海带多糖0.6M NaCl洗脱组分抗凝血活性

样品的活化部分凝血活酶时间(APTT)、凝血酶时间(TT)、凝血酶原时间(PT)检测：海带多糖各组分的TT、APTT和PT活性检测采用标准的人血浆和TT/APTT/PT试剂盒和凝血仪(TECO MC-2000，德国)分析。

TT测定：取10μL样品溶液或空白对照溶液(Tris-HCl缓冲液)，加入到37℃预热的检测管中，然后加入90μL标准人血浆，于37℃孵育2min。最后，用力加入50μL 37℃预热的TT试剂，开始计时，记录凝血时间。APTT测定：5μL样品溶液或Tris-HCl缓冲液加入到37℃预热的检测管中，加入45μL标准人血浆，37℃孵育2min。最后加入50μL 37℃预热的APTT试剂，于37℃孵育3min。最后，用力加入37℃预热的0.02M CaCl₂溶液50μL并开始计时，记录凝血时间。PT测定：5μL样品溶液或Tris-HCl缓冲液加入到检测管中，加入45μL标准人血浆，于37℃孵育2min。最后，用力加入100μL37℃预热的PT试剂，开始记录血液凝固时间。

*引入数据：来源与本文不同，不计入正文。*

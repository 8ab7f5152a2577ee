//! Metadata cache.
//!
//! One TTL + bounded LRU cache over file-info and directory-listing
//! entries, keyed by normalized virtual path, plus a smaller cache for
//! short-lived download links.
//!
//! Eviction is insertion-order: reads never promote an entry, only
//! inserts move a key to the most-recent slot. The dominant PROPFIND/GET
//! workload gains nothing from read promotion, and this keeps every
//! getter on the read lock.

use std::collections::HashMap;
use std::sync::{Arc, PoisonError, RwLock};
use std::time::{Duration, Instant};

use crate::config::WebdavConfig;
use crate::finfo::{Finfo, LinkInfo};

enum Item {
    File(Finfo),
    Dir(Vec<Finfo>),
}

struct CachedItem {
    item: Item,
    expire_at: Instant,
}

#[derive(Default)]
struct Inner {
    entries: HashMap<String, CachedItem>,
    // Insertion order for eviction. Every key appears here exactly once.
    order: Vec<String>,
}

impl Inner {
    fn remove_from_order(&mut self, path: &str) {
        if let Some(i) = self.order.iter().position(|p| p == path) {
            self.order.remove(i);
        }
    }

    fn insert(&mut self, path: String, item: CachedItem, max_size: usize) {
        if self.entries.insert(path.clone(), item).is_some() {
            self.remove_from_order(&path);
        }
        self.order.push(path);
        if max_size == 0 {
            return;
        }
        while self.entries.len() > max_size && !self.order.is_empty() {
            let oldest = self.order.remove(0);
            self.entries.remove(&oldest);
        }
    }

    fn remove(&mut self, path: &str) {
        if self.entries.remove(path).is_some() {
            self.remove_from_order(path);
        }
    }
}

/// TTL + bounded LRU cache of `Finfo` and directory listings.
///
/// Getters never surface errors; a miss is a normal outcome. An entry
/// observed expired during a read stays in place and reports a miss —
/// readers never escalate to the write lock. Physical removal happens
/// on the next insert over the key, on eviction, or in the sweeper.
pub struct MetadataCache {
    inner: RwLock<Inner>,
    ttl: Duration,
    // 0 means unbounded.
    max_size: usize,
}

impl MetadataCache {
    pub fn new(ttl: Duration, max_size: usize) -> MetadataCache {
        MetadataCache {
            inner: RwLock::new(Inner::default()),
            ttl,
            max_size,
        }
    }

    pub fn from_config(cfg: &WebdavConfig) -> MetadataCache {
        MetadataCache::new(cfg.cache_ttl(), cfg.cache_capacity())
    }

    /// Cached `Finfo`, if present, unexpired, and actually keyed as a
    /// file. A directory listing under the same key reports a miss.
    pub fn get_file(&self, path: &str) -> Option<Finfo> {
        let inner = self.inner.read().unwrap_or_else(PoisonError::into_inner);
        match inner.entries.get(path) {
            Some(c) if c.expire_at > Instant::now() => match &c.item {
                Item::File(info) => {
                    trace!("cache hit (file): {path}");
                    Some(info.clone())
                }
                Item::Dir(_) => None,
            },
            _ => None,
        }
    }

    /// Cached directory listing, unsorted as produced by the backend.
    pub fn get_dir_list(&self, path: &str) -> Option<Vec<Finfo>> {
        let inner = self.inner.read().unwrap_or_else(PoisonError::into_inner);
        match inner.entries.get(path) {
            Some(c) if c.expire_at > Instant::now() => match &c.item {
                Item::Dir(list) => {
                    trace!("cache hit (dir): {path}");
                    Some(list.clone())
                }
                Item::File(_) => None,
            },
            _ => None,
        }
    }

    pub fn set_file(&self, path: &str, info: Finfo) {
        let mut inner = self.inner.write().unwrap_or_else(PoisonError::into_inner);
        let item = CachedItem {
            item: Item::File(info),
            expire_at: Instant::now() + self.ttl,
        };
        inner.insert(path.to_string(), item, self.max_size);
    }

    pub fn set_dir_list(&self, path: &str, list: Vec<Finfo>) {
        let mut inner = self.inner.write().unwrap_or_else(PoisonError::into_inner);
        let item = CachedItem {
            item: Item::Dir(list),
            expire_at: Instant::now() + self.ttl,
        };
        inner.insert(path.to_string(), item, self.max_size);
    }

    pub fn invalidate(&self, path: &str) {
        let mut inner = self.inner.write().unwrap_or_else(PoisonError::into_inner);
        inner.remove(path);
    }

    /// Remove every entry whose path contains `pattern`. Atomic with
    /// respect to concurrent readers.
    pub fn invalidate_pattern(&self, pattern: &str) {
        let mut inner = self.inner.write().unwrap_or_else(PoisonError::into_inner);
        let doomed: Vec<String> = inner
            .entries
            .keys()
            .filter(|p| p.contains(pattern))
            .cloned()
            .collect();
        for path in doomed {
            inner.remove(&path);
        }
    }

    pub fn clear(&self) {
        let mut inner = self.inner.write().unwrap_or_else(PoisonError::into_inner);
        inner.entries.clear();
        inner.order.clear();
    }

    pub fn len(&self) -> usize {
        let inner = self.inner.read().unwrap_or_else(PoisonError::into_inner);
        inner.entries.len()
    }

    pub fn is_empty(&self) -> bool {
        self.len() == 0
    }

    /// Drop every expired entry. Called from the sweeper task.
    pub fn sweep_expired(&self) {
        let mut inner = self.inner.write().unwrap_or_else(PoisonError::into_inner);
        let now = Instant::now();
        let doomed: Vec<String> = inner
            .entries
            .iter()
            .filter(|(_, c)| c.expire_at <= now)
            .map(|(p, _)| p.clone())
            .collect();
        if !doomed.is_empty() {
            debug!("cache sweep: dropping {} expired entries", doomed.len());
        }
        for path in doomed {
            inner.remove(&path);
        }
    }

    /// Background task that periodically drops expired entries, so
    /// long-idle keys do not sit in memory until the next insert.
    pub fn spawn_sweeper(self: &Arc<Self>, every: Duration) -> tokio::task::JoinHandle<()> {
        let cache = Arc::clone(self);
        tokio::spawn(async move {
            let mut tick = tokio::time::interval(every);
            tick.set_missed_tick_behavior(tokio::time::MissedTickBehavior::Delay);
            loop {
                tick.tick().await;
                cache.sweep_expired();
            }
        })
    }

    #[cfg(test)]
    fn order_is_permutation_of_keys(&self) -> bool {
        let inner = self.inner.read().unwrap_or_else(PoisonError::into_inner);
        if inner.order.len() != inner.entries.len() {
            return false;
        }
        inner.order.iter().all(|p| inner.entries.contains_key(p))
    }
}

/// Cache of short-lived download links, honoring each link's own
/// expiry. Kept apart from the metadata cache: link lifetimes are
/// dictated by the backends, not by our TTL.
pub struct LinkCache {
    inner: RwLock<HashMap<String, (LinkInfo, Instant)>>,
    default_ttl: Duration,
}

impl LinkCache {
    pub fn new(default_ttl: Duration) -> LinkCache {
        LinkCache {
            inner: RwLock::new(HashMap::new()),
            default_ttl,
        }
    }

    pub fn get(&self, path: &str) -> Option<LinkInfo> {
        let inner = self.inner.read().unwrap_or_else(PoisonError::into_inner);
        match inner.get(path) {
            Some((link, expire_at)) if *expire_at > Instant::now() => Some(link.clone()),
            _ => None,
        }
    }

    pub fn set(&self, path: &str, link: LinkInfo) {
        let ttl = if link.expire.is_zero() {
            self.default_ttl
        } else {
            link.expire
        };
        let mut inner = self.inner.write().unwrap_or_else(PoisonError::into_inner);
        inner.insert(path.to_string(), (link, Instant::now() + ttl));
    }

    pub fn invalidate(&self, path: &str) {
        let mut inner = self.inner.write().unwrap_or_else(PoisonError::into_inner);
        inner.remove(path);
    }

    pub fn clear(&self) {
        let mut inner = self.inner.write().unwrap_or_else(PoisonError::into_inner);
        inner.clear();
    }
}

#[cfg(test)]
mod tests {
    use super::*;
    use std::time::SystemTime;

    fn finfo(path: &str) -> Finfo {
        Finfo::file(path, 1024, SystemTime::now())
    }

    fn cache() -> MetadataCache {
        MetadataCache::new(Duration::from_secs(300), 1000)
    }

    #[test]
    fn file_roundtrip_and_miss() {
        let c = cache();
        c.set_file("/test/file.txt", finfo("/test/file.txt"));

        let got = c.get_file("/test/file.txt").expect("cached file");
        assert_eq!(got.name, "file.txt");
        assert_eq!(got.size, 1024);

        assert!(c.get_file("/non/existent.txt").is_none());
    }

    #[test]
    fn kind_mismatch_is_a_miss() {
        let c = cache();
        c.set_dir_list("/test/dir", vec![finfo("/test/dir/a.txt")]);
        assert!(c.get_file("/test/dir").is_none());
        assert!(c.get_dir_list("/test/dir").is_some());

        c.set_file("/test/f", finfo("/test/f"));
        assert!(c.get_dir_list("/test/f").is_none());
    }

    #[test]
    fn expiry_is_a_miss() {
        let c = MetadataCache::new(Duration::from_millis(40), 1000);
        c.set_file("/test/expiring.txt", finfo("/test/expiring.txt"));
        assert!(c.get_file("/test/expiring.txt").is_some());

        std::thread::sleep(Duration::from_millis(80));
        assert!(c.get_file("/test/expiring.txt").is_none());
        assert!(c.order_is_permutation_of_keys());
    }

    #[test]
    fn invalidate_removes() {
        let c = cache();
        c.set_file("/test/gone.txt", finfo("/test/gone.txt"));
        assert!(c.get_file("/test/gone.txt").is_some());

        c.invalidate("/test/gone.txt");
        assert!(c.get_file("/test/gone.txt").is_none());
        assert_eq!(c.len(), 0);
    }

    #[test]
    fn clear_drops_everything() {
        let c = cache();
        for i in 0..5 {
            let p = format!("/test/clear_{i}.txt");
            c.set_file(&p, finfo(&p));
        }
        assert_eq!(c.len(), 5);
        c.clear();
        assert_eq!(c.len(), 0);
        assert!(c.order_is_permutation_of_keys());
    }

    #[test]
    fn invalidate_pattern_is_exact() {
        let c = cache();
        for p in ["/test/file1.txt", "/test/file2.txt", "/other/file3.txt"] {
            c.set_file(p, finfo(p));
        }
        c.invalidate_pattern("/test/");

        assert!(c.get_file("/test/file1.txt").is_none());
        assert!(c.get_file("/test/file2.txt").is_none());
        assert!(c.get_file("/other/file3.txt").is_some());
        assert!(c.order_is_permutation_of_keys());
    }

    #[test]
    fn insertion_order_eviction() {
        let c = MetadataCache::new(Duration::from_secs(300), 3);
        for i in 0..5 {
            let p = format!("/test/size_limit_{i}.txt");
            c.set_file(&p, finfo(&p));
        }
        // survivors are exactly the last max_size inserted
        for i in 0..2 {
            assert!(c.get_file(&format!("/test/size_limit_{i}.txt")).is_none());
        }
        for i in 2..5 {
            assert!(c.get_file(&format!("/test/size_limit_{i}.txt")).is_some());
        }
        assert_eq!(c.len(), 3);
        assert!(c.order_is_permutation_of_keys());
    }

    #[test]
    fn reads_do_not_promote() {
        let c = MetadataCache::new(Duration::from_secs(300), 3);
        for p in ["/a", "/b", "/c"] {
            c.set_file(p, finfo(p));
        }
        // touching /a must not save it from eviction
        assert!(c.get_file("/a").is_some());
        c.set_file("/d", finfo("/d"));

        assert!(c.get_file("/a").is_none());
        for p in ["/b", "/c", "/d"] {
            assert!(c.get_file(p).is_some());
        }
    }

    #[test]
    fn reinsert_moves_to_most_recent_slot() {
        let c = MetadataCache::new(Duration::from_secs(300), 3);
        for p in ["/a", "/b", "/c"] {
            c.set_file(p, finfo(p));
        }
        // overwriting /a re-appends it, so /b is now the oldest
        c.set_file("/a", finfo("/a"));
        c.set_file("/d", finfo("/d"));

        assert!(c.get_file("/b").is_none());
        for p in ["/a", "/c", "/d"] {
            assert!(c.get_file(p).is_some());
        }
    }

    #[test]
    fn sweep_removes_expired_entries() {
        let c = MetadataCache::new(Duration::from_millis(20), 0);
        c.set_file("/x", finfo("/x"));
        std::thread::sleep(Duration::from_millis(50));
        assert_eq!(c.len(), 1);
        c.sweep_expired();
        assert_eq!(c.len(), 0);
        assert!(c.order_is_permutation_of_keys());
    }

    #[test]
    fn dir_listing_roundtrip() {
        let c = cache();
        let list = vec![
            finfo("/test/directory/file1.txt"),
            finfo("/test/directory/file2.txt"),
            Finfo::dir("/test/directory/subdir"),
        ];
        c.set_dir_list("/test/directory", list);

        let got = c.get_dir_list("/test/directory").expect("cached listing");
        assert_eq!(got.len(), 3);
        assert_eq!(got[0].name, "file1.txt");
        assert!(got[2].is_dir);
    }

    #[test]
    fn link_cache_honors_per_link_expiry() {
        let lc = LinkCache::new(Duration::from_secs(300));
        lc.set(
            "/m/a.txt",
            LinkInfo::new("https://dl.example/a", Duration::from_millis(30)),
        );
        assert!(lc.get("/m/a.txt").is_some());
        std::thread::sleep(Duration::from_millis(60));
        assert!(lc.get("/m/a.txt").is_none());
    }
}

样品抑制内源性因子X酶活性的检测：采用BIOPHEN FVIII:C试剂盒检测样品对内源性因子X酶的抑制活性。分别吸取30μL浓度梯度的多糖溶液和空白对照溶液(Tris-HCl缓冲液)，加入到96孔板上，然后加入30μL的FVIII溶液(2IU/mL)，30μL的R2溶液(60nM含FIIa、Ca²⁺和PC/PS的IXa溶液)。96孔板于酶标仪中37℃振荡孵育2min，然后加入30μL含50nM FX及FIIa抑制剂的R1溶液，于37℃振荡孵育1min。最后，加入在37℃下预热的含有8.4mM FXa特异性显色底物SXA-11的R3溶液，连续读取405nm处的吸光度(OD₄₀₅)。

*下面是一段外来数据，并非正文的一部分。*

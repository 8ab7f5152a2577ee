//! Response body: either a buffered payload or a byte stream pumped
//! from a storage backend. Implements both `Stream` and
//! `http_body::Body` so it plugs into hyper-style servers directly.

use std::io;
use std::pin::Pin;
use std::task::{Context, Poll};

use bytes::Bytes;
use futures_util::stream::{BoxStream, Stream};
use http::header::HeaderMap;
use http_body::Body as HttpBody;

pub struct Body {
    inner: Inner,
}

enum Inner {
    Empty,
    Full(Option<Bytes>),
    Streaming(BoxStream<'static, io::Result<Bytes>>),
}

impl Body {
    pub fn empty() -> Body {
        Body { inner: Inner::Empty }
    }

    pub fn stream(stream: impl Stream<Item = io::Result<Bytes>> + Send + 'static) -> Body {
        Body {
            inner: Inner::Streaming(Box::pin(stream)),
        }
    }
}

impl From<Bytes> for Body {
    fn from(b: Bytes) -> Body {
        Body {
            inner: Inner::Full(Some(b)),
        }
    }
}

impl From<String> for Body {
    fn from(s: String) -> Body {
        Bytes::from(s).into()
    }
}

impl From<&str> for Body {
    fn from(s: &str) -> Body {
        Bytes::from(s.to_string()).into()
    }
}

impl Stream for Body {
    type Item = io::Result<Bytes>;

    fn poll_next(mut self: Pin<&mut Self>, cx: &mut Context) -> Poll<Option<Self::Item>> {
        match &mut self.inner {
            Inner::Empty => Poll::Ready(None),
            Inner::Full(b) => Poll::Ready(b.take().map(Ok)),
            Inner::Streaming(s) => s.as_mut().poll_next(cx),
        }
    }
}

impl HttpBody for Body {
    type Data = Bytes;
    type Error = io::Error;

    fn poll_data(
        self: Pin<&mut Self>,
        cx: &mut Context,
    ) -> Poll<Option<Result<Self::Data, Self::Error>>> {
        self.poll_next(cx)
    }

    fn poll_trailers(
        self: Pin<&mut Self>,
        _cx: &mut Context,
    ) -> Poll<Result<Option<HeaderMap>, Self::Error>> {
        Poll::Ready(Ok(None))
    }

    fn is_end_stream(&self) -> bool {
        match &self.inner {
            Inner::Empty => true,
            Inner::Full(b) => b.is_none(),
            Inner::Streaming(_) => false,
        }
    }
}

结果发现，海带总多糖、海带多糖0.6M NaCl洗脱组分和海带多糖0.8M NaCl洗脱组分均具有较强的抗凝活性，可剂量依赖地延长APTT(表2)，对内源性凝血途径有明显的抑制活性。抑制内源性凝血途径中的凝血因子如FIXa、FXase、FXIa、FXIIa，可以有效防止血栓形成，且出血风险小。其中，内源性FXase是由因子VIIIa(FVIIIa)、因子IXa(FIXa)、Ca²⁺和磷脂形成的酶复合物，是内源性凝血途径中最末端的限速酶复合物。海带多糖0.6M NaCl洗脱组分对FXase抑制的选择性较海带总多糖和海带多糖0.8M NaCl洗脱组分更高，且出血倾向等副作用可能更小。

表2海带多糖各组分的抗凝血活性

^a,代表延长APTT,TT、PT二倍时所需的药物浓度。

^b,EC₅₀,抑制因子X酶活性50％时所需的药物浓度。

^c,未检测到。

因此，本发明采用上述一种具有强效抗凝活性的海带多糖及其制备方法和应用，得到的海带多糖具有强效的因子X酶抑制活性，与低分子量肝素活性相当，在制备预防或治疗血栓性心血管疾病相关药物及功能性食品中具有应用前景。

最后应说明的是：以上实施例仅用以说明本发明的技术方案而非对其进行限制，尽管参照较佳实施例对本发明进行了详细的说明，本领域的普通技术人员应当理解：其依然可以对本发明的技术方案进行修改或者等同替换，而这些修改或者等同替换亦不能使修改后的技术方案脱离本发明技术方案的精神和范围。

Claims

1.一种具有强效抗凝活性的海带多糖，其特征在于：所述海带多糖0.6MNaCl洗脱组分峰值分子量(Mp)为130±10kDa，其中，岩藻糖含量为10％～40％、硫酸酯基含量为5％～30％，蛋白质含量<1％，硫酸羧酸摩尔比为1.5～4.5。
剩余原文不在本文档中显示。